Desde a aprovação da Lei 15.421/2026 (Lei Geral da Copa do Mundo Feminina FIFA 2027), a Confederação Nacional de Municípios (CNM) tem acompanhado com atenção os desdobramentos e os possíveis impactos previstos no art. 67. O dispositivo impõe aos sistemas de ensino a obrigação de ajustar os calendários escolares de forma que as férias entre o primeiro e o segundo semestres letivos, nos estabelecimentos públicos e privados de ensino, abranjam todo o período entre a abertura e o encerramento da Copa do Mundo de 2027 (de 24 de junho a 25 de julho de 2027), por meio do parecer homologado pelo Ministério da Educação que assegura autonomia aos Municípios no cronograma das redes de ensino municipais.

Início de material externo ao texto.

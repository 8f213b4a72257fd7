//! Edit an existing prompt or create a new one.
//!
//! ```bash
//! proompt edit review              # edit the visible "review" prompt
//! proompt edit review --project    # create <root>/prompts/review.md, then edit
//! proompt edit                     # pick a prompt to edit
//! ```
//!
//! A location flag is only accepted for a prompt that does not exist yet;
//! editing always targets the highest-precedence copy otherwise.

use anyhow::{Context, Result, bail};
use clap::Args;
use colored::Colorize;
use std::io::Write;

use super::common::CommandContext;
use crate::core::ProomptError;
use crate::prompt::LocationKind;

/// Where to create a prompt that does not exist yet.
#[derive(Args, Debug, Default)]
#[group(multiple = false)]
pub struct LocationFlags {
    /// Create in ./prompts
    #[arg(long)]
    directory: bool,

    /// Create in <project root>/prompts
    #[arg(long)]
    project: bool,

    /// Create in <project root>/.git/info/prompts
    #[arg(long)]
    project_local: bool,

    /// Create in the user config directory
    #[arg(long)]
    user: bool,
}

impl LocationFlags {
    const fn selected(&self) -> Option<LocationKind> {
        if self.directory {
            Some(LocationKind::Directory)
        } else if self.project {
            Some(LocationKind::Project)
        } else if self.project_local {
            Some(LocationKind::ProjectLocal)
        } else if self.user {
            Some(LocationKind::User)
        } else {
            None
        }
    }
}

#[derive(Args)]
pub struct EditCommand {
    /// Prompt name; omit to choose with the picker
    name: Option<String>,

    #[command(flatten)]
    location: LocationFlags,
}

impl EditCommand {
    pub fn execute(self, ctx: &CommandContext<'_>, out: &mut dyn Write) -> Result<()> {
        let location = self.location.selected();

        let prompt = match self.name.as_deref() {
            Some(name) => match ctx.manager.get(name) {
                Ok(existing) => {
                    if location.is_some() {
                        bail!(
                            "Prompt '{}' already exists at {}. Cannot specify a location flag for an existing prompt",
                            name,
                            existing.source
                        );
                    }
                    existing
                }
                Err(ProomptError::PromptNotFound {
                    ..
                }) => {
                    let Some(kind) = location else {
                        bail!(
                            "Prompt '{name}' not found. Use a location flag (--directory, --project, --project-local, --user) to create it"
                        );
                    };
                    let path = ctx
                        .manager
                        .create(name, "", kind)
                        .with_context(|| format!("Failed to create prompt '{name}'"))?;
                    tracing::debug!("Created empty prompt at {}", path.display());
                    ctx.manager
                        .get(name)
                        .with_context(|| format!("Failed to load newly created prompt '{name}'"))?
                }
                Err(e) => return Err(e.into()),
            },
            None => {
                if location.is_some() {
                    bail!("Cannot use location flags without providing a prompt name");
                }
                ctx.select_prompt(None)?
            }
        };

        ctx.editor.edit(&prompt.path).context("Editor failed")?;

        writeln!(out, "{} Edited prompt: {} ({})", "✓".green(), prompt.name, prompt.source)?;
        Ok(())
    }
}
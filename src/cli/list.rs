//! List visible prompts.
//!
//! ```bash
//! proompt list
//! proompt list --format json
//! ```

use anyhow::{Context, Result};
use clap::{Args, ValueEnum};
use std::io::Write;

use super::common::CommandContext;
use crate::prompt::SelectionItem;

#[derive(Clone, Copy, Debug, Default, PartialEq, Eq, ValueEnum)]
pub enum OutputFormat {
    /// Human-readable listing
    #[default]
    Table,
    /// JSON array of `{name, source, path}`
    Json,
    /// YAML sequence of `{name, source, path}`
    Yaml,
}

#[derive(Args)]
pub struct ListCommand {
    /// Output format
    #[arg(short, long, value_enum, default_value_t = OutputFormat::Table)]
    format: OutputFormat,
}

impl ListCommand {
    pub fn execute(self, ctx: &CommandContext<'_>, out: &mut dyn Write) -> Result<()> {
        let items = ctx.manager.list_for_selection()?;
        tracing::debug!("Listing {} prompt(s)", items.len());

        match self.format {
            OutputFormat::Table => write_table(&items, out)?,
            OutputFormat::Json => {
                let json = serde_json::to_string_pretty(&items)
                    .context("Failed to serialize prompts as JSON")?;
                writeln!(out, "{json}")?;
            }
            OutputFormat::Yaml => {
                let yaml =
                    serde_yaml::to_string(&items).context("Failed to serialize prompts as YAML")?;
                write!(out, "{yaml}")?;
            }
        }
        Ok(())
    }
}

fn write_table(items: &[SelectionItem], out: &mut dyn Write) -> Result<()> {
    if items.is_empty() {
        writeln!(out, "No prompts found")?;
        return Ok(());
    }

    writeln!(out, "Found {} prompt(s):", items.len())?;
    writeln!(out)?;
    for item in items {
        writeln!(
            out,
            "{:<20} {:<15} {}",
            item.name,
            format!("({})", item.source),
            item.path.display()
        )?;
    }
    Ok(())
}

#[cfg(test)]
mod tests {
    use super::*;
    use crate::cli::common::test_support::*;
    use crate::test_utils::{FakeClipboard, FakeEditor, FakePicker};

    fn run(format: OutputFormat, setup: impl Fn(&crate::test_utils::MemoryFilesystem)) -> String {
        let (fs, resolver) = fixture();
        setup(&fs);
        let (editor, picker, clipboard) = (FakeEditor::new(&fs), FakePicker::new(), FakeClipboard::new());
        let ctx = context(&fs, &resolver, &editor, &picker, &clipboard);

        let mut out = Vec::new();
        ListCommand {
            format,
        }
        .execute(&ctx, &mut out)
        .unwrap();
        String::from_utf8(out).unwrap()
    }

    #[test]
    fn test_list_empty() {
        assert_eq!(run(OutputFormat::Table, |_| {}), "No prompts found\n");
    }

    #[test]
    fn test_list_table_in_precedence_order() {
        let output = run(OutputFormat::Table, |fs| {
            fs.add_file(format!("{USER}/zeta.md"), "z");
            fs.add_file(format!("{PROJECT}/alpha.md"), "a");
            fs.add_file(format!("{USER}/alpha.md"), "shadowed");
        });

        assert!(output.starts_with("Found 2 prompt(s):\n\n"));
        let lines: Vec<&str> = output.lines().skip(2).collect();
        assert_eq!(lines.len(), 2);
        assert!(lines[0].starts_with("alpha"));
        assert!(lines[0].contains("(project)"));
        assert!(lines[0].ends_with("/repo/prompts/alpha.md"));
        assert!(lines[1].contains("(user)"));
    }

    #[test]
    fn test_list_json() {
        let output = run(OutputFormat::Json, |fs| {
            fs.add_file(format!("{PROJECT_LOCAL}/secret.txt"), "s");
        });

        let value: serde_json::Value = serde_json::from_str(&output).unwrap();
        assert_eq!(value[0]["name"], "secret");
        assert_eq!(value[0]["source"], "project-local");
        assert_eq!(value[0]["path"], "/repo/.git/info/prompts/secret.txt");
    }

    #[test]
    fn test_list_yaml() {
        let output = run(OutputFormat::Yaml, |fs| {
            fs.add_file(format!("{DIRECTORY}/here.md"), "h");
        });
        assert!(output.contains("name: here"));
        assert!(output.contains("source: directory"));
    }
}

Reconhecendo o valor social e o orgulho do país na realização do evento, cabe ressaltar que a imposição nacional de paralisação compulsória do ano letivo repete um equívoco jurídico e operacional já enfrentado e superado pelo país na realização da Copa do Mundo Masculina de 2014. A obrigatoriedade do artigo em destaque gera prejuízos graves à rotina das redes municipais por afrontar o art. 211 da Constituição Federal e a Lei de Diretrizes e Bases da Educação Nacional (LDB), ao retirar dos entes subnacionais a prerrogativa de gerir seu calendário.
Além disso, a medida comprime o ano letivo e obriga as redes de ensino a realizar ajustes desproporcionais para o cumprimento das 800 horas e dos 200 dias de efetivo trabalho escolar — o que gera fadiga nos estudantes e quebra do ritmo didático-pedagógico —, provoca a desassistência alimentar momentânea de milhares de alunos atendidos pelo Programa Nacional de Alimentação Escolar (PNAE) e ocasiona custos operacionais não previstos para a repactuação de contratos de transporte.
Parecer
Nesse contexto, a CNM registra vitória parcial com a homologação, pelo Ministério da Educação, do Parecer CNE/CEB 7/2026, que assegura a autonomia dos sistemas de ensino para a elaboração de seus calendários escolares e dispõe que os sistemas dos Municípios-sede das partidas da Copa do Mundo de 2027 — e outros diretamente impactados pela realização do evento — devem promover os ajustes necessários em seus calendários escolares para o ano letivo de 2027, considerando as peculiaridades locais e o calendário oficial da competição.
A CNM ainda luta pela aprovação do Projeto de Lei 3.481/2026, que tramita em regime de urgência no Congresso Nacional. A proposta altera a redação do art. 67 da Lei 15.421/2026, a fim de conferir caráter estritamente recomendatório e facultativo ao recesso escolar, preservando a autonomia constitucional das redes de ensino. Essa urgência se dá diante da necessidade de as redes de ensino elaborarem o calendário escolar para 2027 até novembro de 2026.